◆ **What to produce**
The answer is a single figure: how many lines below contain the word "Rechazado".

◆ **Data to use**
==*==
//! `StatusWorkflowEngine`: decide si una transición es legal y produce el
//! nuevo valor de la entidad más el evento de notificación.
//!
//! El motor no hace I/O: lee la entidad que se le entrega y devuelve valores
//! nuevos. La serialización por entidad (escritura condicional) es
//! responsabilidad de quien lo invoca (ver `service`).
use chrono::Utc;
use log::debug;
use vecin_domain::{Actor, ActorRelation, ActorRole, DomainError, EntityKind, Estado, TransitionExtra,
                   WorkflowEntity};

use crate::errors::WorkflowError;
use crate::graph::{self, Gate};
use crate::notification::NotificationEvent;
use crate::store::TransitionDraft;

/// Resultado de una transición decidida (todavía no persistida).
#[derive(Debug, Clone, PartialEq, Eq)]
pub struct TransitionOutcome {
    pub entity: WorkflowEntity,
    pub event: NotificationEvent,
    pub draft: TransitionDraft,
}

#[derive(Debug, Default, Clone, Copy)]
pub struct StatusWorkflowEngine;

impl StatusWorkflowEngine {
    pub fn new() -> Self {
        Self
    }

    pub fn can_transition(&self,
                          kind: EntityKind,
                          current: Estado,
                          target: Estado,
                          role: ActorRole,
                          relation: ActorRelation)
                          -> bool {
        graph::can_transition(kind, current, target, role, relation)
    }

    pub fn allowed_targets(&self, entity: &WorkflowEntity, actor: &Actor) -> Vec<Estado> {
        if entity.is_terminal() {
            return Vec::new();
        }
        graph::allowed_targets(entity.kind,
                               entity.estado,
                               actor.role,
                               actor.relation_to(entity.requester_id))
    }

    /// Aplica `target` sobre `entity`.
    ///
    /// Orden de verificación: estado actual válido, estado terminal, arista y
    /// compuerta del actor, motivo de rechazo, término de la actividad.
    pub fn apply_transition(&self,
                            entity: &WorkflowEntity,
                            target: Estado,
                            actor: &Actor,
                            extra: &TransitionExtra)
                            -> Result<TransitionOutcome, WorkflowError> {
        let kind = entity.kind;
        let from = entity.estado;
        kind.validate_estado(from)?;

        if entity.is_terminal() {
            return Err(WorkflowError::TerminalState { kind,
                                                      id: entity.id,
                                                      estado: from });
        }

        let relation = actor.relation_to(entity.requester_id);
        let rule = graph::find_rule(kind, from, target).filter(|r| r.gate.admits(actor.role, relation))
                                                       .ok_or(WorkflowError::IllegalTransition { kind,
                                                                                                 from,
                                                                                                 to: target,
                                                                                                 role: actor.role })?;

        let motivo = if target.is_rejection() {
            let m = extra.motivo_rechazo
                         .as_deref()
                         .map(str::trim)
                         .filter(|m| !m.is_empty())
                         .ok_or(DomainError::MissingRejectionReason)?;
            Some(m.to_string())
        } else {
            if extra.motivo_rechazo.is_some() {
                debug!("motivo_rechazo ignorado: {kind} {} -> {target} no es rechazo", entity.id);
            }
            None
        };

        let at = extra.at.unwrap_or_else(Utc::now);

        if matches!(target, Estado::Asistio | Estado::NoAsistio) {
            match entity.fecha_fin_actividad {
                Some(end) if at >= end => {}
                ends_at => return Err(WorkflowError::ActivityNotFinished { id: entity.id, ends_at }),
            }
        }

        let mut next = entity.clone();
        next.estado = target;
        next.updated_at = at;
        next.motivo_rechazo = motivo.clone();
        if rule.gate == Gate::Staff {
            next.reviewer_id.get_or_insert(actor.id);
            if from == Estado::Pendiente {
                next.fecha_respuesta.get_or_insert(at);
            }
        }
        if graph::is_approval_entry(kind, from, target) {
            next.fecha_aprobacion.get_or_insert(at);
        }
        if kind.is_terminal(target) {
            next.fecha_cierre = Some(at);
        }

        let event = NotificationEvent::new(kind,
                                           entity.id,
                                           from,
                                           target,
                                           entity.requester_id,
                                           actor.id,
                                           motivo.clone(),
                                           at);
        let draft = TransitionDraft { kind,
                                      entity_id: entity.id,
                                      from,
                                      to: target,
                                      actor_id: actor.id,
                                      actor_role: actor.role,
                                      motivo_rechazo: motivo,
                                      event_id: event.event_id.clone(),
                                      at };
        debug!("apply_transition kind={kind} id={} {from} -> {target} actor={} role={}",
               entity.id,
               actor.id,
               actor.role);
        Ok(TransitionOutcome { entity: next, event, draft })
    }
}

#[cfg(test)]
mod tests {
    use super::*;
    use chrono::Duration;
    use uuid::Uuid;
    use vecin_domain::ActorRole;

    fn staff() -> Actor {
        Actor::new(Uuid::new_v4(), ActorRole::Secretaria)
    }

    #[test]
    fn approval_sets_reviewer_and_timestamps_once() {
        let engine = StatusWorkflowEngine::new();
        let e = WorkflowEntity::new_pending(EntityKind::Reservation, Uuid::new_v4());
        let sec = staff();
        let t1 = Utc::now();
        let out = engine.apply_transition(&e, Estado::Aprobada, &sec, &TransitionExtra::default().at(t1))
                        .unwrap();
        assert_eq!(out.entity.estado, Estado::Aprobada);
        assert_eq!(out.entity.reviewer_id, Some(sec.id));
        assert_eq!(out.entity.fecha_aprobacion, Some(t1));
        assert_eq!(out.entity.fecha_respuesta, Some(t1));
        assert!(out.entity.fecha_cierre.is_none());
        assert_eq!(out.event.recipient_id, e.requester_id);

        let other = staff();
        let t2 = t1 + Duration::hours(3);
        let done = engine.apply_transition(&out.entity, Estado::Completada, &other, &TransitionExtra::default().at(t2))
                         .unwrap();
        assert_eq!(done.entity.reviewer_id, Some(sec.id));
        assert_eq!(done.entity.fecha_aprobacion, Some(t1));
        assert_eq!(done.entity.fecha_respuesta, Some(t1));
        assert_eq!(done.entity.fecha_cierre, Some(t2));
    }

    #[test]
    fn rejection_requires_reason_and_keeps_it_trimmed() {
        let engine = StatusWorkflowEngine::new();
        let e = WorkflowEntity::new_pending(EntityKind::ProjectProposal, Uuid::new_v4());
        let err = engine.apply_transition(&e, Estado::Rechazado, &staff(), &TransitionExtra::default())
                        .unwrap_err();
        assert_eq!(err, WorkflowError::Domain(DomainError::MissingRejectionReason));

        let out = engine.apply_transition(&e, Estado::Rechazado, &staff(), &TransitionExtra::rejection("  fuera de plazo "))
                        .unwrap();
        assert_eq!(out.entity.motivo_rechazo.as_deref(), Some("fuera de plazo"));
        assert_eq!(out.event.rejection_reason.as_deref(), Some("fuera de plazo"));
        assert!(out.entity.fecha_aprobacion.is_none());
    }

    #[test]
    fn reason_on_approval_is_dropped() {
        let engine = StatusWorkflowEngine::new();
        let e = WorkflowEntity::new_pending(EntityKind::CertificateRequest, Uuid::new_v4());
        let out = engine.apply_transition(&e, Estado::Aprobado, &staff(), &TransitionExtra::rejection("x"))
                        .unwrap();
        assert!(out.entity.motivo_rechazo.is_none());
        assert!(out.event.rejection_reason.is_none());
    }

    #[test]
    fn attendance_only_after_activity_end() {
        let engine = StatusWorkflowEngine::new();
        let end = Utc::now();
        let mut e = WorkflowEntity::new_pending(EntityKind::ActivityEnrollment, Uuid::new_v4()).with_activity_end(end);
        e.estado = Estado::Aprobada;

        let early = TransitionExtra::default().at(end - Duration::minutes(5));
        let err = engine.apply_transition(&e, Estado::Asistio, &staff(), &early).unwrap_err();
        assert!(matches!(err, WorkflowError::ActivityNotFinished { ends_at: Some(_), .. }));

        let late = TransitionExtra::default().at(end + Duration::minutes(5));
        let out = engine.apply_transition(&e, Estado::NoAsistio, &staff(), &late).unwrap();
        assert_eq!(out.entity.estado, Estado::NoAsistio);
        assert!(out.entity.is_terminal());
    }

    #[test]
    fn attendance_without_known_end_is_refused() {
        let engine = StatusWorkflowEngine::new();
        let mut e = WorkflowEntity::new_pending(EntityKind::ActivityEnrollment, Uuid::new_v4());
        e.estado = Estado::Aprobada;
        let err = engine.apply_transition(&e, Estado::Asistio, &staff(), &TransitionExtra::default())
                        .unwrap_err();
        assert!(matches!(err, WorkflowError::ActivityNotFinished { ends_at: None, .. }));
    }

    #[test]
    fn target_from_other_kind_is_illegal() {
        let engine = StatusWorkflowEngine::new();
        let e = WorkflowEntity::new_pending(EntityKind::Reservation, Uuid::new_v4());
        let err = engine.apply_transition(&e, Estado::Aprobado, &staff(), &TransitionExtra::default())
                        .unwrap_err();
        assert!(matches!(err, WorkflowError::IllegalTransition { .. }));
    }

    #[test]
    fn allowed_targets_empty_on_terminal() {
        let engine = StatusWorkflowEngine::new();
        let mut e = WorkflowEntity::new_pending(EntityKind::Reservation, Uuid::new_v4());
        e.estado = Estado::Completada;
        assert!(engine.allowed_targets(&e, &staff()).is_empty());
    }
}
/// Fila de `entity_transitions` para lecturas.
#[derive(Queryable, Selectable, Debug)]
#[diesel(table_name = entity_transitions)]
#[diesel(check_for_backend(diesel::pg::Pg))]
pub struct TransitionRow {
    pub seq: i64,
    pub kind: String,
    pub entity_id: Uuid,
    pub from_estado: String,
    pub to_estado: String,
    pub actor_id: Uuid,
    pub actor_role: String,
    pub motivo_rechazo: Option<String>,
    pub event_id: String,
    pub at: DateTime<Utc>,
}

impl TryFrom<TransitionRow> for TransitionRecord {
    type Error = PersistenceError;

    fn try_from(row: TransitionRow) -> Result<Self, Self::Error> {
        Ok(TransitionRecord { seq: row.seq as u64,
                              draft: TransitionDraft { kind: parse_field(&row.kind)?,
                                                       entity_id: row.entity_id,
                                                       from: parse_field(&row.from_estado)?,
                                                       to: parse_field(&row.to_estado)?,
                                                       actor_id: row.actor_id,
                                                       actor_role: parse_field(&row.actor_role)?,
                                                       motivo_rechazo: row.motivo_rechazo,
                                                       event_id: row.event_id,
                                                       at: row.at } })
    }
}

/// Inserción en `entity_transitions`; `seq` lo asigna la base (BIGSERIAL).
#[derive(Insertable, Debug)]
#[diesel(table_name = entity_transitions)]
pub struct NewTransitionRow<'a> {
    pub kind: &'a str,
    pub entity_id: Uuid,
    pub from_estado: &'a str,
    pub to_estado: &'a str,
    pub actor_id: Uuid,
    pub actor_role: &'a str,
    pub motivo_rechazo: Option<&'a str>,
    pub event_id: &'a str,
    pub at: DateTime<Utc>,
}

impl<'a> From<&'a TransitionDraft> for NewTransitionRow<'a> {
    fn from(d: &'a TransitionDraft) -> Self {
        Self { kind: d.kind.slug(),
               entity_id: d.entity_id,
               from_estado: d.from.as_str(),
               to_estado: d.to.as_str(),
               actor_id: d.actor_id,
               actor_role: d.actor_role.as_str(),
               motivo_rechazo: d.motivo_rechazo.as_deref(),
               event_id: &d.event_id,
               at: d.at }
    }
}

fn parse_field<T>(raw: &str) -> Result<T, PersistenceError>
    where T: FromStr,
          T::Err: std::fmt::Display
{
    raw.parse::<T>()
       .map_err(|e| PersistenceError::InvalidRow(format!("'{raw}': {e}")))
}

const MAX_ATTEMPTS: u32 = 3;

/// Reintento con backoff lineal corto (15ms, 30ms) ante errores
/// transitorios. Repite la unidad de trabajo completa `f`.
fn with_retry<F, T>(op: &str, mut f: F) -> Result<T, PersistenceError>
    where F: FnMut() -> Result<T, PersistenceError>
{
    let mut attempt = 1;
    loop {
        match f() {
            Err(e) if e.is_retryable() && attempt < MAX_ATTEMPTS => {
                let delay_ms = 15 * u64::from(attempt);
                warn!("{op}: error transitorio (intento {attempt}): {e} -> esperando {delay_ms}ms");
                std::thread::sleep(std::time::Duration::from_millis(delay_ms));
                attempt += 1;
            }
            Err(e) => {
                if e.is_retryable() {
                    error!("{op}: reintentos agotados: {e}");
                }
                return Err(e);
            }
            ok => return ok,
        }
    }
}

enum WriteResult {
    Committed(TransitionRecord),
    Conflict,
    Missing,
}

/// `EntityStore` sobre Postgres.
pub struct PgEntityStore<P: ConnectionProvider> {
    pub provider: P,
}

impl<P: ConnectionProvider> PgEntityStore<P> {
    pub fn new(provider: P) -> Self {
        Self { provider }
    }

    /// Entidades en `pendiente` de un tipo, más antiguas primero (bandeja de
    /// la secretaría).
    pub fn list_pending(&self, kind: EntityKind) -> Result<Vec<WorkflowEntity>, StoreError> {
        let rows: Vec<EntityRow> = with_retry("list_pending", || {
                                       let mut conn = self.provider.connection()?;
                                       workflow_entities::table.filter(workflow_entities::kind.eq(kind.slug()))
                                                               .filter(workflow_entities::estado.eq(Estado::Pendiente.as_str()))
                                                               .order(workflow_entities::created_at.asc())
                                                               .select(EntityRow::as_select())
                                                               .load(&mut conn)
                                                               .map_err(PersistenceError::from)
                                   })?;
        rows.into_iter()
            .map(|r| WorkflowEntity::try_from(r).map_err(StoreError::from))
            .collect()
    }
}
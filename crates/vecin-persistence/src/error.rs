//! Errores de persistencia.
//! Mapea errores de Diesel / conexión a variantes semánticas y de ahí a
//! `StoreError` del core.

use diesel::result::{DatabaseErrorKind, Error as DieselError};
use thiserror::Error;
use vecin_core::StoreError;

#[derive(Debug, Error)]
pub enum PersistenceError {
    #[error("unique violation: {0}")]
    UniqueViolation(String),
    #[error("check violation: {0}")]
    CheckViolation(String),
    #[error("foreign key violation: {0}")]
    ForeignKeyViolation(String),
    #[error("not found")]
    NotFound,
    #[error("serialization conflict (retryable)")]
    SerializationConflict,
    #[error("transient IO / connection pool error: {0}")]
    TransientIo(String),
    #[error("fila inválida: {0}")]
    InvalidRow(String),
    #[error("configuración: {0}")]
    Config(String),
    #[error("unknown database error: {0}")]
    Unknown(String),
}

impl From<DieselError> for PersistenceError {
    fn from(err: DieselError) -> Self {
        match err {
            DieselError::NotFound => Self::NotFound,
            DieselError::DatabaseError(kind, info) => match kind {
                DatabaseErrorKind::UniqueViolation => Self::UniqueViolation(info.message().to_string()),
                DatabaseErrorKind::CheckViolation => Self::CheckViolation(info.message().to_string()),
                DatabaseErrorKind::ForeignKeyViolation => Self::ForeignKeyViolation(info.message().to_string()),
                DatabaseErrorKind::SerializationFailure => Self::SerializationConflict,
                DatabaseErrorKind::ClosedConnection => Self::TransientIo(info.message().to_string()),
                other => Self::Unknown(format!("db error kind {:?}: {}", other, info.message())),
            },
            DieselError::BrokenTransactionManager => Self::TransientIo("broken transaction manager".into()),
            other => Self::Unknown(format!("diesel: {other}")),
        }
    }
}

impl From<PersistenceError> for StoreError {
    fn from(err: PersistenceError) -> Self {
        StoreError::Backend(err.to_string())
    }
}

impl PersistenceError {
    /// Transitorio: se recomienda reintentar con backoff.
    pub fn is_retryable(&self) -> bool {
        match self {
            PersistenceError::SerializationConflict | PersistenceError::TransientIo(_) => true,
            // Algunos drivers entregan estos casos sólo como texto.
            PersistenceError::Unknown(msg) => {
                let m = msg.to_lowercase();
                m.contains("deadlock detected")
                || m.contains("could not serialize access")
                || m.contains("connection closed")
                || m.contains("connection refused")
                || m.contains("timeout")
            }
            _ => false,
        }
    }
}

#[cfg(test)]
mod tests {
    use super::*;

    #[test]
    fn retryable_classification() {
        assert!(PersistenceError::SerializationConflict.is_retryable());
        assert!(PersistenceError::TransientIo("pool".into()).is_retryable());
        assert!(PersistenceError::Unknown("ERROR: deadlock detected".into()).is_retryable());
        assert!(!PersistenceError::CheckViolation("estado_por_tipo".into()).is_retryable());
        assert!(!PersistenceError::NotFound.is_retryable());
    }

    #[test]
    fn converts_into_backend_store_error() {
        let e: StoreError = PersistenceError::TransientIo("pool agotado".into()).into();
        assert_eq!(e, StoreError::Backend("transient IO / connection pool error: pool agotado".into()));
    }
}
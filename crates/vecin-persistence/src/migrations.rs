//! Migraciones embebidas (`migrations/` de este crate). Se ejecutan una vez
//! al construir el pool.

use diesel::pg::PgConnection;
use diesel_migrations::{embed_migrations, EmbeddedMigrations, MigrationHarness};
use log::info;

use crate::error::PersistenceError;

pub const MIGRATIONS: EmbeddedMigrations = embed_migrations!();

pub fn run_pending_migrations(conn: &mut PgConnection) -> Result<(), PersistenceError> {
    let applied = conn.run_pending_migrations(MIGRATIONS)
                      .map_err(|e| PersistenceError::Unknown(format!("migration error: {e}")))?;
    if !applied.is_empty() {
        info!("migraciones aplicadas: {}", applied.len());
    }
    Ok(())
}
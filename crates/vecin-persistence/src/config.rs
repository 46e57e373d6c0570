//! Carga de configuración de conexión desde variables de entorno.
//! Usa convención `DATABASE_URL` y parámetros opcionales de pool.

use std::env;

use dotenvy::dotenv;
use once_cell::sync::Lazy;

use crate::error::PersistenceError;

// Carga perezosa del archivo .env una sola vez.
static DOTENV_LOADED: Lazy<()> = Lazy::new(|| {
    let _ = dotenv(); // ignora error si no existe .env
});

#[derive(Debug, Clone, PartialEq, Eq)]
pub struct DbConfig {
    pub url: String,
    pub min_connections: u32,
    pub max_connections: u32,
}

impl DbConfig {
    pub fn from_env() -> Result<Self, PersistenceError> {
        init_dotenv();
        let url = env::var("DATABASE_URL").map_err(|_| PersistenceError::Config("DATABASE_URL no definido".into()))?;
        let min_connections = parse_or("DATABASE_MIN_CONNECTIONS", 2)?;
        let max_connections = parse_or("DATABASE_MAX_CONNECTIONS", 16)?;
        Ok(Self { url,
                  min_connections,
                  max_connections })
    }
}

fn parse_or(var: &str, default: u32) -> Result<u32, PersistenceError> {
    match env::var(var) {
        Ok(v) => v.trim()
                  .parse()
                  .map_err(|_| PersistenceError::Config(format!("{var} inválido: '{v}'"))),
        Err(_) => Ok(default),
    }
}

/// Forzar carga temprana de .env desde aplicaciones externas si se desea.
pub fn init_dotenv() {
    Lazy::force(&DOTENV_LOADED);
}
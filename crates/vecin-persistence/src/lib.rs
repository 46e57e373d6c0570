//! vecin-persistence
//!
//! Backend Postgres (Diesel + r2d2) de los colaboradores del flujo de
//! aprobación:
//! - `pg`: `PgEntityStore` (escritura condicional + historial en la misma
//!   transacción) y `PgRoleDirectory`.
//! - `migrations`: migraciones embebidas.
//! - `config`: configuración de conexión desde `.env`.
//! - `schema`: tablas Diesel.

pub mod config;
pub mod error;
pub mod migrations;
pub mod pg;
pub mod schema;

pub use config::{init_dotenv, DbConfig};
pub use error::PersistenceError;
pub use pg::{build_pool, build_pool_from_env, ConnectionProvider, PgEntityStore, PgPool, PgRoleDirectory, PoolProvider};
use serde::{Deserialize, Serialize};
use std::fmt;

/// Version-bits deployments known to the node.
#[derive(Debug, Clone, Copy, PartialEq, Eq, Hash, Serialize, Deserialize)]
#[serde(rename_all = "lowercase")]
pub enum Deployment {
    TestDummy,
    Csv,
    Dip0001,
    Bip147,
    Dip0003,
}

impl fmt::Display for Deployment {
    fn fmt(&self, f: &mut fmt::Formatter<'_>) -> fmt::Result {
        let name = match self {
            Deployment::TestDummy => "testdummy",
            Deployment::Csv => "csv",
            Deployment::Dip0001 => "dip0001",
            Deployment::Bip147 => "bip147",
            Deployment::Dip0003 => "dip0003",
        };
        f.write_str(name)
    }
}

/// Version-bits threshold state of a deployment at a given block.
#[derive(Debug, Clone, Copy, PartialEq, Eq, Hash, Serialize, Deserialize)]
#[serde(rename_all = "snake_case")]
pub enum ThresholdState {
    Defined,
    Started,
    LockedIn,
    Active,
    Failed,
}

impl ThresholdState {
    pub fn is_active(self) -> bool {
        self == ThresholdState::Active
    }
}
==*==
◆ **Written solution**
2